L'édito de Pascal Boniface

Tennis et mondialisation

Édito
3 juin 2011
Le point de vue de Pascal Boniface

Les internationaux de France de Roland-Garros ont été retransmis l’an dernier dans 175 pays, représentant une audience potentielle de 3 milliards de téléspectateurs. C’est l’événement sportif français le plus regardé dans le monde, surpassant même le Tour de France.

Federer, Nadal et les sœurs Williams sont bien sûr les icônes du « village » de Roland-Garros. Ils le sont également d’un autre village, celui-ci global, comme on peut qualifier la planète à l’heure de la mondialisation. Selon le site Internet buzzle.com c’est le quatrième sport le plus populaire dans le monde, avec 1 milliard d’adeptes, seul le football (3,5 milliards), le cricket (2,5 milliards) et le hockey sur gazon (2 milliards) font mieux – on voit là le poids démographique de l’Asie où ces deux derniers sports sont enracinés.

C’est la contraction du temps et de l’espace qui explique la large diffusion du tennis, comme pour les autres symboles de la mondialisation. L’Open d’Australie, créé en 1905, pouvait difficilement accueillir des joueurs étrangers lorsqu’il fallait trois semaines de bateaux pour s’y rendre depuis l’Europe. Jusqu’à la fin des années 70, il est donc resté aux mains de vainqueurs nationaux. Le développement du transport aérien permet désormais la présence des meilleurs joueurs et joueuses dans les principaux tournois. La télévision a créé un court immense dans lequel des centaines de millions de spectateurs peuvent prendre place simultanément. Il n’y a donc plus de limites physiques qui empêcheraient les joueurs ou les spectateurs de participer. Le tennis est parti à la conquête du monde mais par des moyens pacifiques.
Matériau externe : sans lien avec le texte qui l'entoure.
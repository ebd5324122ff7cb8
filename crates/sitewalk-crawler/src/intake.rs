use crossbeam_channel::{Receiver, Sender};

use crate::canonical::CanonicalUrl;

#[derive(Debug, Clone)]
pub struct IntakeSender {
    tx: Sender<CanonicalUrl>,
}

impl IntakeSender {
    pub fn stage(&self, url: CanonicalUrl) {
        if let Err(e) = self.tx.send(url) {
            log::error!("Couldn't stage discovered url: {e}");
        }
    }
}

/// Staging area between fetch tasks (many producers) and the controller (one consumer).
#[derive(Debug)]
pub struct Intake {
    tx: Sender<CanonicalUrl>,
    rx: Receiver<CanonicalUrl>,
}

impl Default for Intake {
    fn default() -> Self {
        Self::new()
    }
}

impl Intake {
    pub fn new() -> Self {
        let (tx, rx) = crossbeam_channel::unbounded();
        Self { tx, rx }
    }

    pub fn sender(&self) -> IntakeSender {
        IntakeSender {
            tx: self.tx.clone(),
        }
    }

    /// Takes everything staged so far. Urls staged while draining are either part of
    /// this batch or left for the next one, never both.
    pub fn drain(&self) -> Vec<CanonicalUrl> {
        self.rx.try_iter().collect()
    }

    pub fn is_empty(&self) -> bool {
        self.rx.is_empty()
    }
}
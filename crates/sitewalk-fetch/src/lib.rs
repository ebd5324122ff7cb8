mod config;
mod fetcher;

pub use config::FetcherConfig;
pub use fetcher::{fetch_page, parse_page, HttpFetcher};
use std::fs::File;
use std::io::{self, Write};
use std::path::{Path, PathBuf};
use std::sync::Arc;

use anyhow::Context;
use clap::{CommandFactory, Parser};
use clap_complete::{generate, Shell};
use serde::{Deserialize, Serialize};
use sitewalk_crawler::{crawl_site, CrawlerConfig, PageRecord, ResourcePool};
use sitewalk_fetch::{fetch_page, FetcherConfig, HttpFetcher};
use tokio::runtime;

/// Breadth-first single site crawler
#[derive(Debug, Parser)]
#[clap(version)]
pub struct Args {
    #[clap(subcommand)]
    pub cmd: SubCommand,
}

#[derive(Debug, clap::Subcommand)]
pub enum SubCommand {
    #[clap(name = "crawl")]
    Crawl(CrawlArgs),
    #[clap(name = "fetch")]
    Fetch(FetchArgs),
    #[clap(hide = true)]
    Completion,
}

/// Crawl a site and write the text of its pages as csv
#[derive(Debug, clap::Args)]
pub struct CrawlArgs {
    /// Url the crawl starts from
    pub seed: String,
    /// Path to the output csv file, stdout when missing
    #[clap(parse(from_os_str), long, short)]
    pub output_file: Option<PathBuf>,
    /// Optional yaml configuration file
    #[clap(env = "SITEWALK_CONFIG", parse(from_os_str), long)]
    pub config: Option<PathBuf>,
    /// Override crawler's maximum BFS depth
    #[clap(long)]
    pub max_depth: Option<usize>,
    /// Override crawler's maximum number of fetched pages
    #[clap(long)]
    pub max_pages: Option<usize>,
    /// Override the number of pooled fetchers
    #[clap(long)]
    pub pool_size: Option<usize>,
    /// Override crawler's per page timeout
    #[clap(long)]
    pub task_timeout_ms: Option<u64>,
    /// Override fetcher's user agent
    #[clap(long)]
    pub user_agent: Option<String>,
    /// Override fetcher's delay before reading a loaded page
    #[clap(long)]
    pub settle_delay_ms: Option<u64>,
    /// Override fetcher's Accept-Language header
    #[clap(long)]
    pub accept_language: Option<String>,
    /// Request www.<domain> instead of <domain>
    #[clap(long)]
    pub prefix_www: bool,
    /// Override the number of runtime worker threads
    #[clap(long)]
    pub num_workers: Option<usize>,
    /// No SIGINT handling, an interrupted crawl writes nothing
    #[clap(long)]
    pub no_sigint: bool,
    /// When quiet no logs are outputted
    #[clap(long, short)]
    pub quiet: bool,
}

#[derive(Debug, Clone, Deserialize)]
#[serde(rename_all = "camelCase")]
pub struct SitewalkConfig {
    #[serde(default)]
    pub crawler: CrawlerConfig,
    #[serde(default)]
    pub fetcher: FetcherConfig,
    #[serde(default = "default_num_workers")]
    pub num_workers: usize,
}

impl Default for SitewalkConfig {
    fn default() -> Self {
        Self {
            crawler: CrawlerConfig::default(),
            fetcher: FetcherConfig::default(),
            num_workers: default_num_workers(),
        }
    }
}

fn default_num_workers() -> usize {
    usize::max(1, num_cpus::get().saturating_sub(2))
}

impl TryFrom<&CrawlArgs> for SitewalkConfig {
    type Error = anyhow::Error;

    fn try_from(args: &CrawlArgs) -> Result<Self, Self::Error> {
        let mut conf = if let Some(path) = &args.config {
            let file = File::open(path).with_context(|| format!("Couldn't open {path:?}"))?;
            serde_yaml::from_reader(file)?
        } else {
            SitewalkConfig::default()
        };
        if let Some(max_depth) = args.max_depth {
            conf.crawler.max_depth = max_depth;
        }
        if let Some(max_pages) = args.max_pages {
            conf.crawler.max_pages = max_pages;
        }
        if let Some(pool_size) = args.pool_size {
            conf.crawler.pool_size = pool_size;
        }
        if let Some(task_timeout_ms) = args.task_timeout_ms {
            conf.crawler.task_timeout_ms = Some(task_timeout_ms);
        }
        conf.crawler.handle_sigint = !args.no_sigint;
        if let Some(user_agent) = &args.user_agent {
            conf.fetcher.user_agent = user_agent.to_string();
        }
        if let Some(settle_delay_ms) = args.settle_delay_ms {
            conf.fetcher.settle_delay_ms = settle_delay_ms;
        }
        if let Some(accept_language) = &args.accept_language {
            conf.fetcher.accept_language = Some(accept_language.to_string());
        }
        if args.prefix_www {
            conf.fetcher.prefix_www = true;
        }
        if let Some(num_workers) = args.num_workers {
            conf.num_workers = num_workers;
        }
        Ok(conf)
    }
}

pub fn crawl(args: CrawlArgs) -> anyhow::Result<()> {
    let conf = SitewalkConfig::try_from(&args)?;
    let rt = runtime::Builder::new_multi_thread()
        .worker_threads(conf.num_workers)
        .enable_all()
        .build()?;

    let report = rt.block_on(async {
        let pool = ResourcePool::build(conf.crawler.pool_size, || HttpFetcher::new(&conf.fetcher))?;
        let pool = Arc::new(pool);
        let crawled = crawl_site(&args.seed, pool.clone(), conf.crawler.clone()).await;
        if let Err(e) = pool.shutdown().await {
            log::warn!("Couldn't shut fetchers down: {e:#}");
        }
        crawled
    })?;

    write_pages(&report.pages, args.output_file.as_deref())
}

#[derive(Debug, Serialize)]
struct PageRow<'a> {
    domain: &'a str,
    depth: usize,
    text: &'a str,
}

impl<'a> From<&'a PageRecord> for PageRow<'a> {
    fn from(page: &'a PageRecord) -> Self {
        Self {
            domain: page.domain(),
            depth: page.depth(),
            text: page.text.as_deref().unwrap_or_default(),
        }
    }
}

fn write_pages(pages: &[PageRecord], output: Option<&Path>) -> anyhow::Result<()> {
    let out: Box<dyn Write> = match output {
        Some(path) => {
            Box::new(File::create(path).with_context(|| format!("Couldn't create {path:?}"))?)
        }
        None => Box::new(io::stdout()),
    };
    let mut wtr = csv::Writer::from_writer(out);
    // Headers are only written along with the first row
    if pages.is_empty() {
        wtr.write_record(["domain", "depth", "text"])?;
    }
    for page in pages {
        wtr.serialize(PageRow::from(page))?;
    }
    wtr.flush()?;
    Ok(())
}

/// Fetch a single page and print its links and text to stdout
#[derive(Debug, clap::Args)]
pub struct FetchArgs {
    /// Url of the page
    pub url: String,
    /// Custom user agent to download the page
    #[clap(long)]
    pub user_agent: Option<String>,
    /// Custom Accept-Language header
    #[clap(long)]
    pub accept_language: Option<String>,
    /// Delay before reading the loaded page
    #[clap(long, default_value_t = 0)]
    pub settle_delay_ms: u64,
    /// Request www.<domain> instead of <domain>
    #[clap(long)]
    pub prefix_www: bool,
}

impl From<&FetchArgs> for FetcherConfig {
    fn from(args: &FetchArgs) -> Self {
        let mut conf = FetcherConfig {
            settle_delay_ms: args.settle_delay_ms,
            accept_language: args.accept_language.clone(),
            prefix_www: args.prefix_www,
            ..Default::default()
        };
        if let Some(user_agent) = &args.user_agent {
            conf.user_agent = user_agent.to_string();
        }
        conf
    }
}

pub fn fetch(args: FetchArgs) -> anyhow::Result<()> {
    let conf = FetcherConfig::from(&args);
    let rt = runtime::Builder::new_current_thread().enable_all().build()?;
    let page = rt.block_on(fetch_page(&conf, &args.url))?;

    let mut out = io::stdout().lock();
    writeln!(out, "{}", page.resolved)?;
    writeln!(out)?;
    for link in &page.links {
        writeln!(out, "{link}")?;
    }
    writeln!(out)?;
    writeln!(out, "{}", page.text)?;
    Ok(())
}

fn init_logger(filters: &str) {
    env_logger::Builder::from_env(env_logger::Env::default().default_filter_or(filters)).init();
}

fn main() -> anyhow::Result<()> {
    let args = Args::parse();

    match args.cmd {
        SubCommand::Crawl(args) => {
            if !args.quiet {
                init_logger("sitewalk_crawler=info,sitewalk_fetch=warn");
            }
            crawl(args)
        }
        SubCommand::Fetch(args) => {
            init_logger("sitewalk_fetch=warn");
            fetch(args)
        }
        SubCommand::Completion => {
            generate(Shell::Bash, &mut Args::command(), "sitewalk", &mut io::stdout());
            Ok(())
        }
    }
}
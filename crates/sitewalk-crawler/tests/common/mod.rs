#![allow(dead_code)]

use std::collections::HashMap;
use std::sync::atomic::{AtomicUsize, Ordering};
use std::sync::{Arc, Mutex};
use std::time::Duration;

use sitewalk_crawler::{
    anyhow, async_trait, CrawlerConfig, FetchedPage, PageFetcher, ResourcePool,
};

#[derive(Debug, Clone, PartialEq, Eq)]
pub enum Event {
    Start(String),
    Finish(String),
}

#[derive(Debug, Clone, Default)]
pub struct StubPage {
    links: Vec<String>,
    delay: Duration,
    resolved: Option<String>,
    failing: bool,
    panicking: bool,
}

impl StubPage {
    pub fn new() -> Self {
        Self::default()
    }

    pub fn links(mut self, links: &[&str]) -> Self {
        self.links = links.iter().map(|l| l.to_string()).collect();
        self
    }

    pub fn delay(mut self, millis: u64) -> Self {
        self.delay = Duration::from_millis(millis);
        self
    }

    pub fn resolved(mut self, resolved: &str) -> Self {
        self.resolved = Some(resolved.to_string());
        self
    }

    pub fn failing(mut self) -> Self {
        self.failing = true;
        self
    }

    pub fn panicking(mut self) -> Self {
        self.panicking = true;
        self
    }
}

/// In-memory site keyed by canonical domain, recording every fetch it serves.
#[derive(Debug, Default)]
pub struct StubSite {
    pages: HashMap<String, StubPage>,
    events: Mutex<Vec<Event>>,
    active: AtomicUsize,
    peak: AtomicUsize,
    closed: AtomicUsize,
}

impl StubSite {
    pub fn new() -> Self {
        Self::default()
    }

    pub fn page(mut self, domain: &str, page: StubPage) -> Self {
        self.pages.insert(domain.to_string(), page);
        self
    }

    pub fn text_of(domain: &str) -> String {
        format!("text of {domain}")
    }

    pub fn events(&self) -> Vec<Event> {
        self.events.lock().unwrap().clone()
    }

    pub fn started(&self) -> Vec<String> {
        self.events()
            .into_iter()
            .filter_map(|e| match e {
                Event::Start(domain) => Some(domain),
                Event::Finish(_) => None,
            })
            .collect()
    }

    pub fn position(&self, event: &Event) -> Option<usize> {
        self.events().iter().position(|e| e == event)
    }

    pub fn peak(&self) -> usize {
        self.peak.load(Ordering::SeqCst)
    }

    pub fn closed(&self) -> usize {
        self.closed.load(Ordering::SeqCst)
    }

    fn record(&self, event: Event) {
        self.events.lock().unwrap().push(event);
    }
}

pub struct StubFetcher {
    site: Arc<StubSite>,
}

impl StubFetcher {
    pub fn new(site: Arc<StubSite>) -> Self {
        Self { site }
    }
}

#[async_trait]
impl PageFetcher for StubFetcher {
    async fn fetch(&mut self, domain: &str) -> anyhow::Result<FetchedPage> {
        let site = self.site.clone();
        site.record(Event::Start(domain.to_string()));
        let active = site.active.fetch_add(1, Ordering::SeqCst) + 1;
        site.peak.fetch_max(active, Ordering::SeqCst);

        let page = site.pages.get(domain).cloned();
        if let Some(page) = &page {
            tokio::time::sleep(page.delay).await;
        }

        site.active.fetch_sub(1, Ordering::SeqCst);
        site.record(Event::Finish(domain.to_string()));

        let page = page.ok_or_else(|| anyhow::anyhow!("No page at {domain}"))?;
        if page.panicking {
            panic!("Fetcher blew up on {domain}");
        }
        if page.failing {
            anyhow::bail!("Connection refused by {domain}");
        }
        Ok(FetchedPage {
            resolved: page
                .resolved
                .unwrap_or_else(|| format!("https://{domain}/")),
            links: page.links,
            text: StubSite::text_of(domain),
        })
    }

    async fn close(self) -> anyhow::Result<()> {
        self.site.closed.fetch_add(1, Ordering::SeqCst);
        Ok(())
    }
}

pub fn pool(site: &Arc<StubSite>, size: usize) -> Arc<ResourcePool<StubFetcher>> {
    let pool = ResourcePool::build(size, || Ok(StubFetcher::new(site.clone()))).unwrap();
    Arc::new(pool)
}

pub fn config(max_depth: usize, max_pages: usize) -> CrawlerConfig {
    CrawlerConfig {
        max_depth,
        max_pages,
        poll_timeout_ms: 50,
        handle_sigint: false,
        ..Default::default()
    }
}
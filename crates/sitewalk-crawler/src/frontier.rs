use std::collections::{BTreeMap, HashMap};

use crate::canonical::CanonicalUrl;

type Slot = (usize, u64);

/// Pending urls ordered by ascending depth, indexed by domain so that a queued entry
/// can be moved to a shallower depth.
#[derive(Debug, Default)]
pub struct Frontier {
    order: BTreeMap<Slot, String>,
    index: HashMap<String, Slot>,
    next_seq: u64,
}

impl Frontier {
    pub fn new() -> Self {
        Self::default()
    }

    pub fn len(&self) -> usize {
        self.index.len()
    }

    pub fn is_empty(&self) -> bool {
        self.index.is_empty()
    }

    pub fn contains(&self, domain: &str) -> bool {
        self.index.contains_key(domain)
    }

    pub fn depth_of(&self, domain: &str) -> Option<usize> {
        self.index.get(domain).map(|&(depth, _)| depth)
    }

    /// Depth of the entry `pop` would return.
    pub fn peek_depth(&self) -> Option<usize> {
        self.order.keys().next().map(|&(depth, _)| depth)
    }

    /// Queues `url`, returns false when its domain is already queued.
    pub fn push(&mut self, url: CanonicalUrl) -> bool {
        if self.index.contains_key(&url.domain) {
            return false;
        }
        self.insert(url);
        true
    }

    /// Moves a queued domain to `url.depth` if that is shallower than where it sits.
    pub fn lower(&mut self, url: &CanonicalUrl) -> bool {
        match self.index.get(&url.domain) {
            Some(&(depth, seq)) if depth > url.depth => {
                self.order.remove(&(depth, seq));
                self.insert(url.clone());
                true
            }
            _ => false,
        }
    }

    pub fn remove(&mut self, domain: &str) -> Option<CanonicalUrl> {
        let (depth, seq) = self.index.remove(domain)?;
        self.order.remove(&(depth, seq));
        Some(CanonicalUrl::new(domain, depth))
    }

    pub fn pop(&mut self) -> Option<CanonicalUrl> {
        let ((depth, _), domain) = self.order.pop_first()?;
        self.index.remove(&domain);
        Some(CanonicalUrl { domain, depth })
    }

    fn insert(&mut self, url: CanonicalUrl) {
        let slot = (url.depth, self.next_seq);
        self.next_seq = self.next_seq.wrapping_add(1);
        self.index.insert(url.domain.clone(), slot);
        self.order.insert(slot, url.domain);
    }
}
La coupe Davis qui ne se disputait qu’entre six équipes au début du XXe siècle, mettait en compétition 50 nations en 1970, 100 dans les années 90 et plus de 130 aujourd’hui. Mais Il y a encore des terres à conquérir. La multipolarisation du tennis reste également à faire. La répartition de la puissance se fait toujours dans un cercle relativement fermé.

Le tennis est toujours avant tout pratiqué en Europe, en Amérique, en Océanie, bref dans le monde occidental, ces trois régions du monde fournissant l’essentiel des vainqueurs des grands tournois depuis leur création. Si les pays du Golfe organisent, grâce à leurs ressources, des tournois au niveau désormais élevé, les plus prestigieux, notamment ceux du Grand Chelem, restent situés dans le monde blanc. Le tennis africain est encore peu développé du fait de la pauvreté du continent et de l’absence d’infrastructures qui empêchent l’émergence de grands talents. Il faut un minimum d’équipements pour jouer au tennis, plus difficiles à acquérir que ceux exigés pour courir ou jouer au football. Le leadership, autrefois américain, français, australien ou anglais est désormais assumé par la Suisse, l’Espagne, l’Argentine, la Russie ou la Serbie. Le monde occidental a perdu le monopole de la puissance stratégique et économique, mais il le conserve au tennis : sur les 100 premiers joueurs mondiaux, 74 viennent du continent européen, 19 d’Amérique, 5 d’Asie et un seulement d’Afrique ou d’Océanie. On retrouve le même phénomène pour les femmes avec 74 joueuses venant d’Europe dans les 100 premières mondiales, 14 d’Asie, 11 d’Amérique et une d’Afrique.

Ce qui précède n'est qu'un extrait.